What is new in this release:
- This is a major release featuring archiving support based on Libarchive. Advanced techniques are used to detect file types and use appropriate algorithms to compress better. Filters like PackJPG for Jpegs and Dispack for executables are used to improve compressability. A few heuristics help detect already compressed data and avoid costly compression steps. Archive entries are also sorted to cluster related content and achieve better compression. Data split boundaries for multiple parallel threads are determined from file type and rolling hash changes. Mmap and Zero-Copy techniques are used internally whenever possible to improve performance. Some optimizations have also been done to reduce memory usage. Usage has been simplified with most features automatically configured based on compression level.

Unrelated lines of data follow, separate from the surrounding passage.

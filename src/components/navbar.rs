//! Navbar Component

use leptos::prelude::*;
use taskboard_client::Route;

use crate::components::NavLink;
use crate::context::use_app;

#[component]
pub fn Navbar() -> impl IntoView {
    let ctx = use_app();
    let session_changes = ctx.session_changes;
    let signed_in = Memo::new({
        let ctx = ctx.clone();
        move |_| {
            session_changes.track();
            ctx.is_authenticated()
        }
    });

    view! {
        <nav class="navbar">
            <NavLink to=Route::Home class="navbar-brand">"Taskboard"</NavLink>
            <ul class="navbar-nav">
                <li><NavLink to=Route::Dashboard class="nav-link">"Dashboard"</NavLink></li>
                <li><NavLink to=Route::Login class="nav-link">"Login"</NavLink></li>
                <li><NavLink to=Route::Register class="nav-link">"Register"</NavLink></li>
                <li><NavLink to=Route::Projects class="nav-link">"Projects"</NavLink></li>
                <li><NavLink to=Route::Tasks class="nav-link">"Tasks"</NavLink></li>
            </ul>
            <Show when=move || signed_in.get()>
                <button
                    class="btn btn-outline logout-btn"
                    on:click={
                        let ctx = ctx.clone();
                        move |_| ctx.logout()
                    }
                >
                    "Logout"
                </button>
            </Show>
        </nav>
    }
}
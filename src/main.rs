//! Taskboard Frontend Entry Point

mod app;
mod captcha;
mod components;
mod config;
mod context;
mod navigation;
mod pages;
mod storage;
mod store;

use app::App;
use leptos::prelude::*;

fn main() {
    console_error_panic_hook::set_once();
    if let Err(err) = console_logger::init(config::log_level()) {
        web_sys::console::warn_1(&format!("logger not installed: {}", err).into());
    }
    mount_to_body(App);
}
//! Login Page

use leptos::prelude::*;
use leptos::task::spawn_local;
use taskboard_client::auth::{failure_message, sign_in, LOGIN_FAILED};
use taskboard_client::{MountGuard, Route};

use crate::components::NavLink;
use crate::context::use_app;
use crate::store::{store_push_toast, use_app_store, ToastKind};

#[component]
pub fn LoginPage() -> impl IntoView {
    let ctx = use_app();
    let store = use_app_store();

    let email = RwSignal::new(String::new());
    let password = RwSignal::new(String::new());
    let submitting = RwSignal::new(false);

    let guard = MountGuard::new();
    on_cleanup({
        let guard = guard.clone();
        move || guard.dispose()
    });

    let on_submit = move |ev: web_sys::SubmitEvent| {
        ev.prevent_default();
        if submitting.get_untracked() {
            return;
        }
        submitting.set(true);
        let ctx = ctx.clone();
        let guard = guard.clone();
        spawn_local(async move {
            let result = sign_in(
                ctx.api.as_ref(),
                ctx.gate.store().as_ref(),
                &email.get_untracked(),
                &password.get_untracked(),
                None,
            )
            .await;
            if guard.is_live() {
                submitting.set(false);
            }
            match result {
                Ok(message) => {
                    store_push_toast(&store, ToastKind::Success, message);
                    ctx.navigate(Route::Dashboard);
                }
                Err(err) => {
                    log::warn!("Login failed: {}", err);
                    store_push_toast(&store, ToastKind::Error, failure_message(&err, LOGIN_FAILED));
                }
            }
        });
    };

    view! {
        <div class="page auth-page">
            <h2>"Login"</h2>
            <form on:submit=on_submit>
                <div class="form-group">
                    <label for="login-email">"Email"</label>
                    <input
                        id="login-email"
                        type="email"
                        class="form-control"
                        placeholder="Enter email"
                        prop:value=move || email.get()
                        on:input=move |ev| email.set(event_target_value(&ev))
                    />
                </div>
                <div class="form-group">
                    <label for="login-password">"Password"</label>
                    <input
                        id="login-password"
                        type="password"
                        class="form-control"
                        placeholder="Password"
                        prop:value=move || password.get()
                        on:input=move |ev| password.set(event_target_value(&ev))
                    />
                </div>
                <button type="submit" class="btn btn-primary" disabled=move || submitting.get()>
                    "Login"
                </button>
            </form>
            <p class="auth-switch">
                "Don't have an account? "
                <NavLink to=Route::Register>"Register"</NavLink>
            </p>
        </div>
    }
}
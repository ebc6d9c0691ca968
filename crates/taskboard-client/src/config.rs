//! Client Configuration

use thiserror::Error;

/// API base URL used when none is configured.
pub const DEFAULT_BASE_URL: &str = "http://localhost:5000/api";

/// Rows per page in the Projects and Tasks views.
pub const DEFAULT_PAGE_SIZE: u32 = 10;

/// Rows per section on the dashboard.
pub const DEFAULT_DASHBOARD_ROWS: usize = 5;

/// Page size used when a form needs "all" projects for a selector.
pub const DEFAULT_LOOKUP_PAGE_SIZE: u32 = 100;

#[derive(Debug, Error, PartialEq, Eq)]
pub enum ConfigError {
    #[error("base URL `{0}` must start with http:// or https://")]
    InvalidBaseUrl(String),
    #[error("{0} must be greater than zero")]
    Zero(&'static str),
}

/// Configuration for the API client and the views built on it.
#[derive(Debug, Clone, PartialEq, Eq)]
pub struct ClientConfig {
    /// Backend root, without trailing slash (e.g. `https://host/api`).
    pub base_url: String,
    pub page_size: u32,
    pub dashboard_rows: usize,
    pub lookup_page_size: u32,
}

impl Default for ClientConfig {
    fn default() -> Self {
        Self {
            base_url: DEFAULT_BASE_URL.to_string(),
            page_size: DEFAULT_PAGE_SIZE,
            dashboard_rows: DEFAULT_DASHBOARD_ROWS,
            lookup_page_size: DEFAULT_LOOKUP_PAGE_SIZE,
        }
    }
}

impl ClientConfig {
    /// Trailing slashes are dropped so paths can be appended with `/`.
    pub fn with_base_url(mut self, base_url: impl Into<String>) -> Self {
        self.base_url = base_url.into().trim_end_matches('/').to_string();
        self
    }

    pub fn with_page_size(mut self, page_size: u32) -> Self {
        self.page_size = page_size;
        self
    }

    pub fn with_dashboard_rows(mut self, rows: usize) -> Self {
        self.dashboard_rows = rows;
        self
    }

    pub fn with_lookup_page_size(mut self, page_size: u32) -> Self {
        self.lookup_page_size = page_size;
        self
    }

    pub fn validate(&self) -> Result<(), ConfigError> {
        if !(self.base_url.starts_with("http://") || self.base_url.starts_with("https://")) {
            return Err(ConfigError::InvalidBaseUrl(self.base_url.clone()));
        }
        if self.page_size == 0 {
            return Err(ConfigError::Zero("page_size"));
        }
        if self.dashboard_rows == 0 {
            return Err(ConfigError::Zero("dashboard_rows"));
        }
        if self.lookup_page_size == 0 {
            return Err(ConfigError::Zero("lookup_page_size"));
        }
        Ok(())
    }
}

- With these changes Pcompress can act as a full fledged archiver, like tar or cpio and provide better compression ratios and better performance than the single-file compression mode. Pcompress compares very favourably with other leading archiver utilities.
What is new in version 2.4:
- This version fixes several issues, including some corner case crashes and a couple of buffer overflows.
- Data Deduplication can now be done using blocks as small as 2KB, providing a much higher dedupe ratio than virtually any other deduplication software.
- Similarity based deduplication performance has been improved.
- Free memory detection accuracy has also been improved.
What is new in version 2.3:
- This version fixes a few bugs and provides several improvements in efficiency and performance.
- The Similarity detection effectiveness for similarity based near-exact deduplication has been improved.
- At the same time memory requirements for the index has been reduced.
- Accuracy of data partitioning between threads has been improved.
- Chunking and indexing performance have been improved and the KMV Sketch computation is now more accurate.
- This release moves all the core functionality into a shared library in preparation for an API interface that will be introduced in future releases.
What is new in version 2.2:
- This is primarily a Bugfix release.
- It fixes some crashes with invalid input and build problems on Debian6 and older non-SSE4 processors.
- The Min-heap based Similarity matching for Delta Encoding has been improved and made faster and more accurate.
- Accuracy of scalable Segmented Global Deduplication has been further improved to be greater than 95%.
- More testcases have been added.
What is new in version 2.1:
- This version adds many bugfixes and performance improvements.
- Accuracy in finding duplicates in Global Dedupe has been improved.
- SHA256 is now the default block hash algorithm for dedupe, with the ability to change it separately from the chunk verification hash.
- Overall, many performance improvements have been made, with better parallelism, more SSE vectorization, and faster sorting and improving the segment hash list file handling, resulting in smaller I/O and fewer random accesses.
- Bugs in calculating in-memory index size has been fixed to avoid overflowing free RAM and swapping to disk.